= Rosa Dainelli =

Italian doctor (1901–1973)

Rosa Dainelli (2 May 1901 - 17 March 1973) was an Italian doctor and spy in the SIM from Cuveglio who was working in East Africa during World War II, when Allied forces liberated all of East Africa from Italian occupation in the Horn of Africa and returned it to the Ethiopian Empire. She subsequently participated in the Italian guerrilla war in Ethiopia against the Allies before returning to Italy.

==Historical background==

Italian holdouts fought a guerrilla war in Ethiopia after the Allied victory at the Battle of Gondar in November 1941, which marked the end of the last regular Italian forces active in the field in East Africa. They fought in the hope of an Italian victory with the help of Rommel in Egypt and in the Mediterranean that would originate a possible return of the Axis powers in East Africa.

==Dainelli guerrilla action==

Dainelli became an active member of the Fronte di Resistenza (Resistance Front), an Italian paramilitary organization which fought the Allies in the Italian guerrilla war in Ethiopia from December 1941 until the summer of 1943.
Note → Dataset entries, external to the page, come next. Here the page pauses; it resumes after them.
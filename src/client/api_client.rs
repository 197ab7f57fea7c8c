//! API client with transparent access token refresh.

use std::sync::Arc;
use std::time::Duration;

use reqwest::{Method, StatusCode};
use serde::de::DeserializeOwned;
use serde_json::Value;
use tracing::{debug, info, warn};

use super::coordinator::RefreshCoordinator;
use super::error::{ClientError, RefreshError};
use super::token_store::TokenStore;
use super::transport::{ApiRequest, ApiResponse, Transport};
use crate::api::ACCESS_TOKEN_FIELD;

/// Upper bound on a single refresh round-trip.
pub const DEFAULT_REFRESH_TIMEOUT: Duration = Duration::from_secs(10);

/// Sends API requests with the current access token. A 401 triggers one
/// shared refresh, after which the request is replayed once.
///
/// Any failed refresh ends the session: later 401s fail fast until a login
/// or an explicit [`retry_refresh`](Self::retry_refresh) stores a new token.
pub struct ApiClient<T> {
    transport: T,
    tokens: Arc<TokenStore>,
    coordinator: RefreshCoordinator,
    refresh_timeout: Duration,
}

impl<T: Transport> ApiClient<T> {
    pub fn new(transport: T, tokens: Arc<TokenStore>) -> Self {
        Self {
            transport,
            tokens,
            coordinator: RefreshCoordinator::new(),
            refresh_timeout: DEFAULT_REFRESH_TIMEOUT,
        }
    }

    pub fn with_refresh_timeout(mut self, timeout: Duration) -> Self {
        self.refresh_timeout = timeout;
        self
    }

    pub fn tokens(&self) -> &TokenStore {
        &self.tokens
    }

    pub fn coordinator(&self) -> &RefreshCoordinator {
        &self.coordinator
    }

    pub fn transport(&self) -> &T {
        &self.transport
    }

    /// Send a request and return the 2xx response body.
    pub async fn send(&self, mut request: ApiRequest) -> Result<Value, ClientError> {
        self.tokens.attach(&mut request);
        let response = self.dispatch(&request).await?;

        if response.status != StatusCode::UNAUTHORIZED {
            return classify(response);
        }

        if request.is_refresh() || request.is_retried() || self.tokens.session_ended() {
            return Err(ClientError::Unauthorized);
        }

        let sent = request.bearer_token().map(str::to_string);
        let token = match self.tokens.token() {
            // Another request already refreshed since this one was sent.
            Some(current) if sent.as_deref() != Some(current.as_str()) => {
                debug!(path = %request.path, "Token changed in flight, replaying without refresh");
                current
            }
            _ => {
                self.coordinator
                    .run(|| self.refresh_access_token())
                    .await?
            }
        };

        let replay = request.replay_with(&token);
        let response = self.dispatch(&replay).await?;
        if response.status == StatusCode::UNAUTHORIZED {
            debug!(path = %replay.path, "Replayed request still unauthorized");
            return Err(ClientError::Unauthorized);
        }
        classify(response)
    }

    /// Send and decode the response body.
    pub async fn send_json<R: DeserializeOwned>(&self, request: ApiRequest) -> Result<R, ClientError> {
        let body = self.send(request).await?;
        serde_json::from_value(body).map_err(|e| ClientError::Decode(e.to_string()))
    }

    /// Sign in and keep the returned access token. The refresh cookie is
    /// held by the transport.
    pub async fn login(&self, email: &str, password: &str) -> Result<Value, ClientError> {
        let request = ApiRequest::post(
            "/api/auth/login",
            serde_json::json!({ "email": email, "password": password }),
        );
        let body = classify(self.dispatch(&request).await?)?;
        let token = access_token(&body).ok_or_else(|| {
            ClientError::Decode(format!("login response has no {ACCESS_TOKEN_FIELD}"))
        })?;
        self.tokens.set_token(token);
        Ok(body)
    }

    /// Revoke the refresh token server-side and forget the access token.
    /// The local session is ended even when the server is unreachable.
    pub async fn logout(&self) -> Result<(), ClientError> {
        let request = ApiRequest::new(Method::POST, "/api/auth/logout");
        let result = self.dispatch(&request).await.and_then(classify);
        self.tokens.end_session();
        result.map(|_| ())
    }

    /// Try the refresh again after a failure ended the session. Queues
    /// behind a refresh already in flight. Success stores the new token and
    /// lifts the session-ended latch.
    pub async fn retry_refresh(&self) -> Result<String, RefreshError> {
        self.coordinator
            .run(|| self.refresh_access_token())
            .await
    }

    async fn dispatch(&self, request: &ApiRequest) -> Result<ApiResponse, ClientError> {
        self.transport.send(request).await.map_err(|e| {
            debug!(method = %request.method, path = %request.path, error = %e, "Request failed without response");
            ClientError::Network(e.0)
        })
    }

    /// Leader work: call the refresh endpoint and update the token store.
    async fn refresh_access_token(&self) -> Result<String, RefreshError> {
        let result = match tokio::time::timeout(self.refresh_timeout, self.call_refresh()).await {
            Ok(result) => result,
            Err(_) => Err(RefreshError::TimedOut(self.refresh_timeout)),
        };

        match &result {
            Ok(token) => {
                self.tokens.set_token(token);
                info!("Access token refreshed");
            }
            Err(e) if e.is_session_expired() => {
                info!("Refresh rejected, ending session");
                self.tokens.end_session();
            }
            Err(e) => {
                warn!(error = %e, "Access token refresh failed, ending session");
                self.tokens.end_session();
            }
        }
        result
    }

    async fn call_refresh(&self) -> Result<String, RefreshError> {
        let response = self
            .transport
            .send(&ApiRequest::refresh())
            .await
            .map_err(|e| RefreshError::Network(e.0))?;

        match response.status {
            status if status.is_success() => access_token(&response.body)
                .map(str::to_string)
                .ok_or(RefreshError::Protocol),
            StatusCode::UNAUTHORIZED | StatusCode::FORBIDDEN => {
                Err(RefreshError::SessionExpired(response.status.as_u16()))
            }
            status => Err(RefreshError::Rejected(status.as_u16())),
        }
    }
}

fn access_token(body: &Value) -> Option<&str> {
    body.get(ACCESS_TOKEN_FIELD)
        .and_then(Value::as_str)
        .filter(|t| !t.is_empty())
}

fn classify(response: ApiResponse) -> Result<Value, ClientError> {
    match response.status {
        status if status.is_success() => Ok(response.body),
        StatusCode::UNAUTHORIZED => Err(ClientError::Unauthorized),
        StatusCode::FORBIDDEN => Err(ClientError::Forbidden(response.message())),
        status => Err(ClientError::Status {
            status,
            message: response.message(),
        }),
    }
}

#[cfg(test)]
mod tests {
    use super::*;
    use serde_json::json;

    #[test]
    fn test_access_token_extraction() {
        assert_eq!(access_token(&json!({ "accessToken": "t" })), Some("t"));
        assert_eq!(access_token(&json!({ "accessToken": "" })), None);
        assert_eq!(access_token(&json!({ "token": "t" })), None);
        assert_eq!(access_token(&json!({ "accessToken": 5 })), None);
    }

    #[test]
    fn test_classify() {
        let ok = classify(ApiResponse::new(StatusCode::CREATED, json!({ "id": 1 })));
        assert_eq!(ok.unwrap(), json!({ "id": 1 }));

        let forbidden = classify(ApiResponse::new(
            StatusCode::FORBIDDEN,
            json!({ "message": "Forbidden: insufficient role" }),
        ));
        assert!(
            matches!(forbidden, Err(ClientError::Forbidden(ref m)) if m == "Forbidden: insufficient role")
        );

        let conflict = classify(ApiResponse::new(StatusCode::CONFLICT, Value::Null));
        assert!(matches!(
            conflict,
            Err(ClientError::Status {
                status: StatusCode::CONFLICT,
                ..
            })
        ));
    }
}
In August 1942 (some sources claim the date of attack was actually 15 September 1941.) she entered a British ammunition dump in Addis Ababa and blew it up, surviving the subsequent explosion. Dainelli was taken prisoner by the British shortly after. This act of sabotage destroyed the ammunition for the new British Sten submachine gun and delayed the deployment of this stopgap, extremely simple and cheaply made submachine gun that used regular 9×19mm Parabellum ammunition, for many months. Dainelli was famous as one of the few women who actively participated in the Italian guerrilla war in Ethiopia after the East African campaign.

After the successful sabotage she was quickly captured with her brother Giulio, and interrogated by the Allied authorities in Ethiopia before eventually being released.

She was the only Italian woman to be tortured in Africa and considered that she did not mention the names of the collaborators, they attempted psychological conditioning by forcing her to witness the torture inflicted on other Italians such as passing the current through their teeth. She didn't give in. She then underwent two months of segregation and another six in a security cell. Torture and harsh detention seriously affected her health so much that the British decided to transfer her to isolation in the concentration camp of Dire Daua from where, seven months later, in the summer of 1943, a little restored, she was repatriated on a white ship and hospitalized in Florence.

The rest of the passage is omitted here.